- Our Impact
|Title||GENERALIZING FROM EXPERIMENTS - IS PREDATION STRONG OR WEAK IN THE NEW-ENGLAND ROCKY INTERTIDAL|
|Publication Type||Journal Article|
|Year of Publication||1991|
|Type of Article||Journal Article|
Petraitis (1990) recently critized previous generalizations regarding the effects of predation in the New England rocky intertidal region (e.g., Menge 1976; Lubchenco and Menge 1978). Contrary to Lubchenco's and my conclusions, Petraitis concluded that (1) barnacles and not mussels are the favored prey of dogwhelks and (2) barnacles and not dogwhelks control mussel abundances in the mid and low rocky intertidal region. I provide evidence that these criticisms are unwarranted. First, Lubchenco and I never claimed that diet composition reflected prey preference. Moreover, predators can influence prey abundance without preferring the prey. Hence, claims regarding preferences have no bearing on our conclusions. Second, Petraitis' experiments do not invalidate Lubchenco's and my experimental results.

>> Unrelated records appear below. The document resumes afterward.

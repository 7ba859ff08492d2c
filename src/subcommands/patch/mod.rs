//! Subcommands addressing a single patch.

mod discard;
mod goto;
mod mark;
mod refresh;
mod show;
mod unmark;

pub use discard::DiscardCmd;
pub use goto::GotoCmd;
pub use mark::MarkCmd;
pub use refresh::RefreshCmd;
pub use show::ShowCmd;
pub use unmark::UnmarkCmd;
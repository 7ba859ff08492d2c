//! `mark` subcommand.

use crate::{
    ctx::SgContext,
    errors::{SgError, SgResult},
};
use clap::Args;
use nu_ansi_term::Color::Blue;

/// CLI arguments for the `mark` subcommand.
#[derive(Debug, Clone, Eq, PartialEq, Args)]
pub struct MarkCmd {
    /// The patch to mark. Prompts with a selection when omitted.
    pub name: Option<String>,
}

impl MarkCmd {
    /// Run the `mark` subcommand.
    pub fn run(self, mut ctx: SgContext) -> SgResult<()> {
        let series = ctx.load_series()?;
        let name = match self.name {
            Some(name) => {
                // Refuse to mark a patch that is not in the series.
                if series.get(&name).is_none() {
                    return Err(SgError::PatchNotFound(name));
                }
                name
            }
            None => {
                if series.is_empty() {
                    return Err(SgError::EmptySeries);
                }
                inquire::Select::new("Select a patch to mark", series.display_patches())
                    .with_formatter(&|f| f.value.patch_name.clone())
                    .prompt()?
                    .patch_name
            }
        };

        println!("Marked patch `{}`.", Blue.paint(name.as_str()));
        ctx.set_mark(name);
        ctx.print_series()
    }
}
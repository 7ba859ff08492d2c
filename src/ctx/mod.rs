//! The in-memory context of the `sg` application.

use crate::{
    constants::{GIT_DIR, SG_CTX_FILE_NAME},
    errors::{SgError, SgResult},
    series::Series,
    stg,
};
use git2::Repository;
use serde::{Deserialize, Serialize};
use std::{
    env,
    path::{Path, PathBuf},
};

mod actions;
mod fmt;

/// Returns the path to the persistent application context for the given [Repository].
///
/// ## Takes
/// - `repository` - The repository to get the context path for.
///
/// ## Returns
/// - `Some(PathBuf)` - The path to the serialized context.
/// - `None` - If the repository does not have a workdir.
pub fn ctx_path(repository: &Repository) -> Option<PathBuf> {
    repository
        .workdir()
        .map(|p| p.join(GIT_DIR).join(SG_CTX_FILE_NAME))
}

/// The persisted slice of the context: the single marked patch of the viewing
/// context, used as the default target for patch commands.
#[derive(Default, Debug, Clone, Eq, PartialEq, Serialize, Deserialize)]
#[serde(rename_all = "kebab-case")]
pub struct SgState {
    /// The name of the marked patch.
    #[serde(skip_serializing_if = "Option::is_none")]
    pub marked_patch: Option<String>,
}

impl SgState {
    /// Clears the mark when it points at the given patch. A mark on any
    /// other patch is left in place.
    pub fn clear_mark_for(&mut self, name: &str) {
        if self.marked_patch.as_deref() == Some(name) {
            self.marked_patch = None;
        }
    }
}

/// The in-memory context of the `sg` application.
pub struct SgContext {
    /// The repository the series belongs to.
    pub repository: Repository,
    /// The persisted state for the repository.
    pub state: SgState,
}

impl SgContext {
    /// Discovers the repository enclosing the current working directory and
    /// loads its persisted state, falling back to a fresh one.
    pub fn discover() -> SgResult<Self> {
        let repository = match Repository::discover(env::current_dir()?) {
            Ok(repository) => repository,
            Err(e) if e.code() == git2::ErrorCode::NotFound => {
                return Err(SgError::NotAGitRepository)
            }
            Err(e) => return Err(e.into()),
        };

        let state = match ctx_path(&repository) {
            Some(path) if path.exists() => toml::from_str(&std::fs::read_to_string(path)?)?,
            _ => SgState::default(),
        };

        Ok(Self { repository, state })
    }

    /// The working tree of the repository. Bare repositories are rejected, as
    /// `stg` itself requires a working tree.
    pub fn workdir(&self) -> SgResult<&Path> {
        self.repository.workdir().ok_or(SgError::BareRepository)
    }

    /// The currently marked patch name, if one is set.
    pub fn marked(&self) -> Option<&str> {
        self.state.marked_patch.as_deref()
    }

    /// Marks the given patch, replacing any previous mark.
    pub fn set_mark(&mut self, name: String) {
        self.state.marked_patch = Some(name);
    }

    /// Clears the patch mark.
    pub fn clear_mark(&mut self) {
        self.state.marked_patch = None;
    }

    /// Runs `stg series` and parses the output into a fresh [Series]
    /// snapshot, applying the persisted mark.
    pub fn load_series(&self) -> SgResult<Series> {
        let raw = stg::run_stg_captured(
            &["series", "--description", "--empty"],
            self.workdir()?,
        )?;
        Series::parse(&raw, self.marked())
    }

    /// Serializes the persisted state and writes it back to disk.
    fn persist(&self) -> SgResult<()> {
        if let Some(path) = ctx_path(&self.repository) {
            std::fs::write(path, toml::to_string_pretty(&self.state)?)?;
        }
        Ok(())
    }
}

impl Drop for SgContext {
    fn drop(&mut self) {
        // Persist the state on drop.
        self.persist().expect("Failed to persist context to disk.");
    }
}

#[cfg(test)]
mod test {
    use super::SgState;

    #[test]
    fn state_round_trips_through_toml() {
        let state = SgState {
            marked_patch: Some("patch-a".to_string()),
        };

        let serialized = toml::to_string_pretty(&state).unwrap();
        assert!(serialized.contains("marked-patch"));
        assert_eq!(toml::from_str::<SgState>(&serialized).unwrap(), state);
    }

    #[test]
    fn empty_state_serializes_to_nothing() {
        let serialized = toml::to_string_pretty(&SgState::default()).unwrap();
        assert!(serialized.is_empty());
    }

    #[test]
    fn discarding_the_marked_patch_clears_the_mark() {
        let mut state = SgState {
            marked_patch: Some("patch-a".to_string()),
        };

        state.clear_mark_for("patch-a");
        assert!(state.marked_patch.is_none());
    }

    #[test]
    fn discarding_another_patch_keeps_the_mark() {
        let mut state = SgState {
            marked_patch: Some("patch-a".to_string()),
        };

        state.clear_mark_for("patch-b");
        assert_eq!(state.marked_patch.as_deref(), Some("patch-a"));
    }
}
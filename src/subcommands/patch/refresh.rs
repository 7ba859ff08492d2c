//! `refresh` subcommand.

use crate::{
    ctx::SgContext,
    errors::{SgError, SgResult},
    stg,
};
use clap::Args;

/// CLI arguments for the `refresh` subcommand.
#[derive(Debug, Clone, Eq, PartialEq, Args)]
pub struct RefreshCmd {
    /// The patch to refresh. Defaults to the marked patch, falling back to
    /// the current patch.
    pub name: Option<String>,
    /// Only update the files already in the patch, do not add new ones.
    #[arg(short, long)]
    pub update: bool,
}

impl RefreshCmd {
    /// Run the `refresh` subcommand.
    pub fn run(self, ctx: SgContext) -> SgResult<()> {
        let mut args = vec!["refresh"];
        if self.update {
            args.push("--update");
        }

        // An explicit argument wins over the marked patch. With neither, the
        // working tree changes refresh into the current patch.
        let target = match self.name {
            Some(name) => {
                // Surface unknown names before shelling out.
                if ctx.load_series()?.get(&name).is_none() {
                    return Err(SgError::PatchNotFound(name));
                }
                Some(name)
            }
            None => ctx.marked().map(ToOwned::to_owned),
        };
        if let Some(ref name) = target {
            args.push("--patch");
            args.push(name);
        }

        stg::run_stg_captured(&args, ctx.workdir()?)?;
        ctx.print_series()
    }
}
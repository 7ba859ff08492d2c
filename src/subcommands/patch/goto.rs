//! `goto` subcommand.

use crate::{ctx::SgContext, errors::SgResult, stg};
use clap::Args;

/// CLI arguments for the `goto` subcommand.
#[derive(Debug, Clone, Eq, PartialEq, Args)]
pub struct GotoCmd {
    /// The patch to go to. Defaults to the marked patch, falling back to an
    /// interactive selection.
    pub name: Option<String>,
}

impl GotoCmd {
    /// Run the `goto` subcommand.
    pub fn run(self, ctx: SgContext) -> SgResult<()> {
        let name = ctx.resolve_patch(self.name, "Select a patch to go to")?;

        stg::run_stg_captured(&["goto", name.as_str()], ctx.workdir()?)?;
        ctx.print_series()
    }
}
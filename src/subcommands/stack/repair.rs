//! `repair` subcommand.

use crate::{ctx::SgContext, errors::SgResult, stg};
use clap::Args;

/// CLI arguments for the `repair` subcommand.
#[derive(Debug, Clone, Eq, PartialEq, Args)]
pub struct RepairCmd;

impl RepairCmd {
    /// Run the `repair` subcommand.
    pub fn run(self, ctx: SgContext) -> SgResult<()> {
        stg::run_stg_captured(&["repair"], ctx.workdir()?)?;

        // Inform user of success.
        println!("Successfully repaired the StGit metadata.");
        ctx.print_series()
    }
}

Reanalyses of our experimental data support the earlier conclusion that at wave-sheltered sites, whelks reduce the abundance of mussels independently of barnacle abundances. Further, at all but one of Lubchenco's and my study sites, predator densities were higher than at Petraitis' site. Thus, the absence of a predator effect in Petraitis's study was most likely due to low predator density rather than a lack of generality of our earlier results. This re-evaluation therefore suggests that within a broader conceptual framework, Petraitis' apparently divergent results are actually consistent with ours.